■ Collected data:
◇ ◇ ◇ ◇ ◇ ◇ ◇
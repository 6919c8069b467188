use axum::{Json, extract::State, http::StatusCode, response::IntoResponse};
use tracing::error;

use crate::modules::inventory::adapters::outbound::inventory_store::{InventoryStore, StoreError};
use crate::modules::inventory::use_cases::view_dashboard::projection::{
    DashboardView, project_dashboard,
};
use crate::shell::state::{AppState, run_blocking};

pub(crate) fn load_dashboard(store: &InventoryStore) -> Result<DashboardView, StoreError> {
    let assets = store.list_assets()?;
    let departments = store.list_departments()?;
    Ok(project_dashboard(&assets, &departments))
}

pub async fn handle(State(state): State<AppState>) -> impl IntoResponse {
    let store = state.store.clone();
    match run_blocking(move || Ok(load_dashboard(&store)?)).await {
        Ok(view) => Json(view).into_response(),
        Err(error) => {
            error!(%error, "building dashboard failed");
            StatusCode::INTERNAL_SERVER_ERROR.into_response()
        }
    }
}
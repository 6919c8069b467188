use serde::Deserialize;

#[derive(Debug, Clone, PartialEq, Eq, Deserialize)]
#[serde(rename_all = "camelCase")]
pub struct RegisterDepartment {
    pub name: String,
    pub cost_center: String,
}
◇ ◇ ◇ ◇ ◇ ◇ ◇
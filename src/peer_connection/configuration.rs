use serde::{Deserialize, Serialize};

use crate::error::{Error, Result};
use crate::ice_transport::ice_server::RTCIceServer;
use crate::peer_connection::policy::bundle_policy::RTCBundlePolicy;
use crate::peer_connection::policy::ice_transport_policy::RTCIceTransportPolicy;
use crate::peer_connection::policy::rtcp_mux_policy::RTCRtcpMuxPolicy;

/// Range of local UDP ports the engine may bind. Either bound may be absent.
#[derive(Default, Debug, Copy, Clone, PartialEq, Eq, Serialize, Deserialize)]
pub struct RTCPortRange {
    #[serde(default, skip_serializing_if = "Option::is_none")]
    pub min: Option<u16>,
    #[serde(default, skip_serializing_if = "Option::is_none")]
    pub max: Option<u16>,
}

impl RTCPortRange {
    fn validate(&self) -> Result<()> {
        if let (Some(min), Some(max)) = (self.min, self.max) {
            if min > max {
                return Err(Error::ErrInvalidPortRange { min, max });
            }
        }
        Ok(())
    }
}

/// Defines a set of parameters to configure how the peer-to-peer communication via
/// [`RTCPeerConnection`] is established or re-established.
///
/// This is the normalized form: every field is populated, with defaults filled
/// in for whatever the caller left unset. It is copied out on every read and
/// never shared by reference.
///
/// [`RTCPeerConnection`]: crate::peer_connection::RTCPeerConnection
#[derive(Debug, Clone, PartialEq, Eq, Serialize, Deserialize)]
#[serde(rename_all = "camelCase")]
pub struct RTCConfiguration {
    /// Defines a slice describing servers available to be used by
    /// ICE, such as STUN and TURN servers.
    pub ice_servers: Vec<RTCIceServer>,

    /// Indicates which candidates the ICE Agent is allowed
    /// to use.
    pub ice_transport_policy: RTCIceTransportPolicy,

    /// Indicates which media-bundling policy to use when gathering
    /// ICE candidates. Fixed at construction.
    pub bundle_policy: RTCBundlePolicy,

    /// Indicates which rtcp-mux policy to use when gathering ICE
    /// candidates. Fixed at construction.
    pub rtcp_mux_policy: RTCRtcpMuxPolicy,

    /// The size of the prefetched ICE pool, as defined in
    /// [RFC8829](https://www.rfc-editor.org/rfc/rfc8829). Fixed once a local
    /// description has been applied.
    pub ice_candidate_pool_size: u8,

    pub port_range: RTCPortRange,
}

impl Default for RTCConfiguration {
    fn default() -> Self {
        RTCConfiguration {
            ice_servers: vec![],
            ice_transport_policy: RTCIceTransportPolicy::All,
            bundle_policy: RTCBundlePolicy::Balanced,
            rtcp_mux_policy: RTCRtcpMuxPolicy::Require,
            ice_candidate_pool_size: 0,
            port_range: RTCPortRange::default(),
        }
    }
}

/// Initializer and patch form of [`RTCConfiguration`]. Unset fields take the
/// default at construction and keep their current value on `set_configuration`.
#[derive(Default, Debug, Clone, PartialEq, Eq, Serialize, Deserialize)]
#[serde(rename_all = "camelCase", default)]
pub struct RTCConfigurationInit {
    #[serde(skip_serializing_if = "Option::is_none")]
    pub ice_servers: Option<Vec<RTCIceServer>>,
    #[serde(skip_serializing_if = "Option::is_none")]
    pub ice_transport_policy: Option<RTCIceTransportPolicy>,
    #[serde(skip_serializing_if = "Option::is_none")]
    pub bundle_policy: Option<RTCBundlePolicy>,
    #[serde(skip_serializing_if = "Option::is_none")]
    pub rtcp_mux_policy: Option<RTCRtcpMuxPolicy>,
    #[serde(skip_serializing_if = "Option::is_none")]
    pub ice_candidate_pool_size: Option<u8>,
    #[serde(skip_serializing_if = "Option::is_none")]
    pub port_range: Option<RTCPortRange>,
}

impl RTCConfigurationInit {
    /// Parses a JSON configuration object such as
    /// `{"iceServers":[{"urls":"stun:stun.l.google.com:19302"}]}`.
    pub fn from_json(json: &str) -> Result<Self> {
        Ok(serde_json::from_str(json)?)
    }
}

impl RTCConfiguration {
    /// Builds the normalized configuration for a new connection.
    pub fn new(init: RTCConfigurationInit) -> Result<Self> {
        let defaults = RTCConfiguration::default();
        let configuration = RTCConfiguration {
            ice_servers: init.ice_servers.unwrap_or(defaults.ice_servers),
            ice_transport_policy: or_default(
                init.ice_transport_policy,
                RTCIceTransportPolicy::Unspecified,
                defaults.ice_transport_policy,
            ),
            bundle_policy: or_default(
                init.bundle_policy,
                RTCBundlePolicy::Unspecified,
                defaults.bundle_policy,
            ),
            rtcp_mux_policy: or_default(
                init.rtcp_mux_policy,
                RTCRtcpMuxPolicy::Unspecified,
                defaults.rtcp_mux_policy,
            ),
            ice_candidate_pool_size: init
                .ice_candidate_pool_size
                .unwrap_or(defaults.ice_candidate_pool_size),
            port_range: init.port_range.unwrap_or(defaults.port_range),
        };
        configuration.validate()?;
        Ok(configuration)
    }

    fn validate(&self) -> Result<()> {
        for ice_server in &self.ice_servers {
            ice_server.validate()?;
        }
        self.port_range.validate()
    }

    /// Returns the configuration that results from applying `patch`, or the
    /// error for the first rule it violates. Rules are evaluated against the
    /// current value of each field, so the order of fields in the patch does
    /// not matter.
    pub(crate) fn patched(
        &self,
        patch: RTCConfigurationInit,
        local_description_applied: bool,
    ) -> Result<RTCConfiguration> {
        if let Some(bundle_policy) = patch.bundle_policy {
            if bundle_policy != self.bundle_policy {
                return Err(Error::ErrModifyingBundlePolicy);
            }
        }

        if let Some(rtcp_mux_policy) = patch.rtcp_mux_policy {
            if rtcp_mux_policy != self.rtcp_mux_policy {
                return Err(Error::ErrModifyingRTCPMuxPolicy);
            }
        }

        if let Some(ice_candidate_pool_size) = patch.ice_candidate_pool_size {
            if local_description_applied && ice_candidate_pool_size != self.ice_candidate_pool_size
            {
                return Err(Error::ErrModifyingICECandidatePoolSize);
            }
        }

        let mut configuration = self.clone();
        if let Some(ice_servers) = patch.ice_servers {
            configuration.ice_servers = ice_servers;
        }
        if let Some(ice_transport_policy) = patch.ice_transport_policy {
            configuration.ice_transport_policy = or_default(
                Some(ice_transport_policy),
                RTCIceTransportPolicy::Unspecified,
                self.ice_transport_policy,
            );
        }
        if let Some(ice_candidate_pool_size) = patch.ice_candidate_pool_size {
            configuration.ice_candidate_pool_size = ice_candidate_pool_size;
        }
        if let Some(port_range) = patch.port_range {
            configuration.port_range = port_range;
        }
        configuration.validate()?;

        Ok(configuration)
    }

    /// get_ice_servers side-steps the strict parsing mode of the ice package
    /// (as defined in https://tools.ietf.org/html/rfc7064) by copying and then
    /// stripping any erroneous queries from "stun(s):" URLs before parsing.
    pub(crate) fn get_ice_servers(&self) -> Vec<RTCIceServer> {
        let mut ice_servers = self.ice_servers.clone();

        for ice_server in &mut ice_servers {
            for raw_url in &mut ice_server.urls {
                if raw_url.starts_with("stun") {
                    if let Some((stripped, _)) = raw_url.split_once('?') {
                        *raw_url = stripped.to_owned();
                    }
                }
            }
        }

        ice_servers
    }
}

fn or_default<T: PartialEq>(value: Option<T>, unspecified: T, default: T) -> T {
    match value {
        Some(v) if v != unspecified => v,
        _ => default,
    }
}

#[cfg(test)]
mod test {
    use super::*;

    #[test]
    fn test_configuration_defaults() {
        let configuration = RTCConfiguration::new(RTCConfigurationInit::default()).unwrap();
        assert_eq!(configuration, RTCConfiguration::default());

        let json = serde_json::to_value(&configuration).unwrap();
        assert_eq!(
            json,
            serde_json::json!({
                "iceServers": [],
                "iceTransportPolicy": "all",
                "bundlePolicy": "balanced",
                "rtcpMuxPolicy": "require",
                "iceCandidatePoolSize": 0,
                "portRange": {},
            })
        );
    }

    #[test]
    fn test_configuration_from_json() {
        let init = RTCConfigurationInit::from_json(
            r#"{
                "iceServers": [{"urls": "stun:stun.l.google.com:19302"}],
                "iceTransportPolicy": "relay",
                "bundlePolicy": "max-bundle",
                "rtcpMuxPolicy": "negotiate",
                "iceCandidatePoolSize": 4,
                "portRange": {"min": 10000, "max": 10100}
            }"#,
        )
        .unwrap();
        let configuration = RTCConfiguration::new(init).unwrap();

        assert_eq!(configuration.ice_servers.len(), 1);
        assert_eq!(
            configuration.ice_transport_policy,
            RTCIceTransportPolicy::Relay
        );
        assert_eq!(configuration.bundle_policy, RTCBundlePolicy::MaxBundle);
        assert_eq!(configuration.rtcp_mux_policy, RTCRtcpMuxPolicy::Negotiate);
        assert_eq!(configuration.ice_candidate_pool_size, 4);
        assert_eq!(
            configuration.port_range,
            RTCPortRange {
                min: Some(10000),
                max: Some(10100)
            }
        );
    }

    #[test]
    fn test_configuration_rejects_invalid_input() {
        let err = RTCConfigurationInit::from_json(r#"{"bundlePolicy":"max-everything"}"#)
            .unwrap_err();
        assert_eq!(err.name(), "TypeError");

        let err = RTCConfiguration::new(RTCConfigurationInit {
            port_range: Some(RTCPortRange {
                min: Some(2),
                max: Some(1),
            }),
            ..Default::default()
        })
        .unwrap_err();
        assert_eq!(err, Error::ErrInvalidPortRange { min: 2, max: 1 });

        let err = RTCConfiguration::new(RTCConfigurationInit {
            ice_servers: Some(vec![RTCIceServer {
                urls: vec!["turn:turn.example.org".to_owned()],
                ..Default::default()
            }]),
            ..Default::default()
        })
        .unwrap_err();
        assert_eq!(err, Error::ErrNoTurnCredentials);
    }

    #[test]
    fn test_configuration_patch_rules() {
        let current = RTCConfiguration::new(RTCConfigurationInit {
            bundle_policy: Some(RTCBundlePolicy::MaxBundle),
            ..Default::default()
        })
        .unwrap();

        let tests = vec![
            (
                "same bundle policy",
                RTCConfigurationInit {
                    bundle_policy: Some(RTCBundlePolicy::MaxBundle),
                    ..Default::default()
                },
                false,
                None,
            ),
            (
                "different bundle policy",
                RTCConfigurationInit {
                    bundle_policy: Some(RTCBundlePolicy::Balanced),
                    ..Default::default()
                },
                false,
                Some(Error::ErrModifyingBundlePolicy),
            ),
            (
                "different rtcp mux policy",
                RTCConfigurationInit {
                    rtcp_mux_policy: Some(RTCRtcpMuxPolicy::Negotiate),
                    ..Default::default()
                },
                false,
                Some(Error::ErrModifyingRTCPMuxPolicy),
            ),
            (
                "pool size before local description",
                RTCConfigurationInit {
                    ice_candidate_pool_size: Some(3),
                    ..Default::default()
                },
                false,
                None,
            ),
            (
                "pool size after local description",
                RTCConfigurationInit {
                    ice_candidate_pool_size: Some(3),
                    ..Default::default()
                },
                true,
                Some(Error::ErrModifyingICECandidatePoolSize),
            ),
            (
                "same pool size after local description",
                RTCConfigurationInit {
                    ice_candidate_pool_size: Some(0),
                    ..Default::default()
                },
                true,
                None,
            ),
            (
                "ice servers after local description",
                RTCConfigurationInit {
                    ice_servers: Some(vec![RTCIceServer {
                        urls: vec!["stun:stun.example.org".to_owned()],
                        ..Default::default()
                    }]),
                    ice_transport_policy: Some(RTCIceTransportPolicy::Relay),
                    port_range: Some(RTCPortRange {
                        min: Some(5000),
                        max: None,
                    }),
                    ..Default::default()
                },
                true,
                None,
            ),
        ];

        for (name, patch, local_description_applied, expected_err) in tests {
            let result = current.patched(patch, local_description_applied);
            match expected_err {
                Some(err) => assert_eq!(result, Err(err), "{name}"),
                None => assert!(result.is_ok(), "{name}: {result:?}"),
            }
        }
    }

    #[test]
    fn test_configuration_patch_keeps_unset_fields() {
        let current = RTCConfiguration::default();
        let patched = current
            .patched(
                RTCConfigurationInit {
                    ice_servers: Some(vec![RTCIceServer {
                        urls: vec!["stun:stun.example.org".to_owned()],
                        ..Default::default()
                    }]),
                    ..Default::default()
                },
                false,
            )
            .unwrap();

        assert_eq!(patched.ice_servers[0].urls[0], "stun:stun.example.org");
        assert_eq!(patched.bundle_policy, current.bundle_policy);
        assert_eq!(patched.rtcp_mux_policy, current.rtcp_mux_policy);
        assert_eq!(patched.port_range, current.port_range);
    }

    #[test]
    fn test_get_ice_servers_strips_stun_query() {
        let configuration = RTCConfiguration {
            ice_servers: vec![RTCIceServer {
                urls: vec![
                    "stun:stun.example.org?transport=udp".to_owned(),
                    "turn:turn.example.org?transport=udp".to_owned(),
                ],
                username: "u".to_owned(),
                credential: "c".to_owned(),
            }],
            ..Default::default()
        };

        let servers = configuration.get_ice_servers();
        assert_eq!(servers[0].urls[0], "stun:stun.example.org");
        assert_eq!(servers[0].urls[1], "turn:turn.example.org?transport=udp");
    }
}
◇ ◇ ◇ ◇ ◇ ◇ ◇
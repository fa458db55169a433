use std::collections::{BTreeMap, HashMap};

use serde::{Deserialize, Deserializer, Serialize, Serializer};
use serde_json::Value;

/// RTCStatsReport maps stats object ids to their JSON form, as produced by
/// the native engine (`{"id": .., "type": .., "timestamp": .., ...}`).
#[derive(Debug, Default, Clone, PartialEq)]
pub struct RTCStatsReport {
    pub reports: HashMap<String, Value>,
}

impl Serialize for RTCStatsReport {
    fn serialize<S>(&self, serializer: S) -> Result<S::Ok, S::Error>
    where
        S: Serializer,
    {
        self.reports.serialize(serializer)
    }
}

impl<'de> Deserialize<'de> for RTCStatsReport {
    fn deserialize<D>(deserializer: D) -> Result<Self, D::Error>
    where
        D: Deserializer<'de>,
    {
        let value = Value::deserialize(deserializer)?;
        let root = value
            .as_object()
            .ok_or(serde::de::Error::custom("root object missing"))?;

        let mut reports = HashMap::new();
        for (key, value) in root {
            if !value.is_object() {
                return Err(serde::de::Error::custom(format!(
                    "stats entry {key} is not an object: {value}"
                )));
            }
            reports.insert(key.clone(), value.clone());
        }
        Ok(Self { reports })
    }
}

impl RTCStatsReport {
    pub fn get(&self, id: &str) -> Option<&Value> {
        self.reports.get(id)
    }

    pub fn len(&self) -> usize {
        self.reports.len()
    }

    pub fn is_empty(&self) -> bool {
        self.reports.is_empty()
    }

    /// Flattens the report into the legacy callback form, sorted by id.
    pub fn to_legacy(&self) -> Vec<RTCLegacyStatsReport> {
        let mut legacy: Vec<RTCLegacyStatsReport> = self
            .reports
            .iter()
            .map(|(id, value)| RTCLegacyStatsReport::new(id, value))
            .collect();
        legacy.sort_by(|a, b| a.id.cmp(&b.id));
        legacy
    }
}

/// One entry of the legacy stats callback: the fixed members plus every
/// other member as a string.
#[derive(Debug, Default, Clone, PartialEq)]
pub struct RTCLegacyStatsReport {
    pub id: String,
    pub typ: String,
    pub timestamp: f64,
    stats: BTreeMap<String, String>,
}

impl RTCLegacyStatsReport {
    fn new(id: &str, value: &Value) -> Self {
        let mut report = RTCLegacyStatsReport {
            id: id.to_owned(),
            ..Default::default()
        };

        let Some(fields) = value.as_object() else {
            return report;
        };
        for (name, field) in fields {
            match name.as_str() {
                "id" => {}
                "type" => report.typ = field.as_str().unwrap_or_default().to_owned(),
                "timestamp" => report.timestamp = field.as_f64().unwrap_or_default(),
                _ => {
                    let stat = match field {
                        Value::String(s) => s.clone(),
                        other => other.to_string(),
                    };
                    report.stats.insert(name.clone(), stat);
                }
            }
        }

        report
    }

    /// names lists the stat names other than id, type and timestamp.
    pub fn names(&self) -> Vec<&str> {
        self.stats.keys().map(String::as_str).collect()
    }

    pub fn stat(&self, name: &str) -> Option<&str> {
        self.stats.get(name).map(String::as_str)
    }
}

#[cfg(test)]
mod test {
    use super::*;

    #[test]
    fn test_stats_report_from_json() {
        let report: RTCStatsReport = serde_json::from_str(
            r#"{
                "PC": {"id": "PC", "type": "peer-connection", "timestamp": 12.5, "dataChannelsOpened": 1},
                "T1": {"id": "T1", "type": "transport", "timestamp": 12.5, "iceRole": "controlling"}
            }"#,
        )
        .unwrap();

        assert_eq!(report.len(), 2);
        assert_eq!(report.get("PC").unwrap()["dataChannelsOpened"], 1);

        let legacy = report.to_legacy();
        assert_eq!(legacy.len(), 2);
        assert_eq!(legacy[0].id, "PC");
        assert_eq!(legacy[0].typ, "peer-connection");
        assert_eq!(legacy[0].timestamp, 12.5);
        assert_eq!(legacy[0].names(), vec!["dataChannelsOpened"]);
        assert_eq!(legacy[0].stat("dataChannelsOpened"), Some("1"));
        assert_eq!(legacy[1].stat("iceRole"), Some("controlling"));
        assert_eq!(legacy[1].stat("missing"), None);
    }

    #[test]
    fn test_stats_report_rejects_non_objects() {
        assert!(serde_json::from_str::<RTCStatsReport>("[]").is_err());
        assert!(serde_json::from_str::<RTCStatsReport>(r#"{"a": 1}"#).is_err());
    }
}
◇ ◇ ◇ ◇ ◇ ◇ ◇
■ PROBLEM STATEMENT: Filter the records for lines containing the word "custom" and copy each one.

■ RESULT OF THIS EXERCISE:
            .ok_or(serde::de::Error::custom("root object missing"))?;
                return Err(serde::de::Error::custom(format!(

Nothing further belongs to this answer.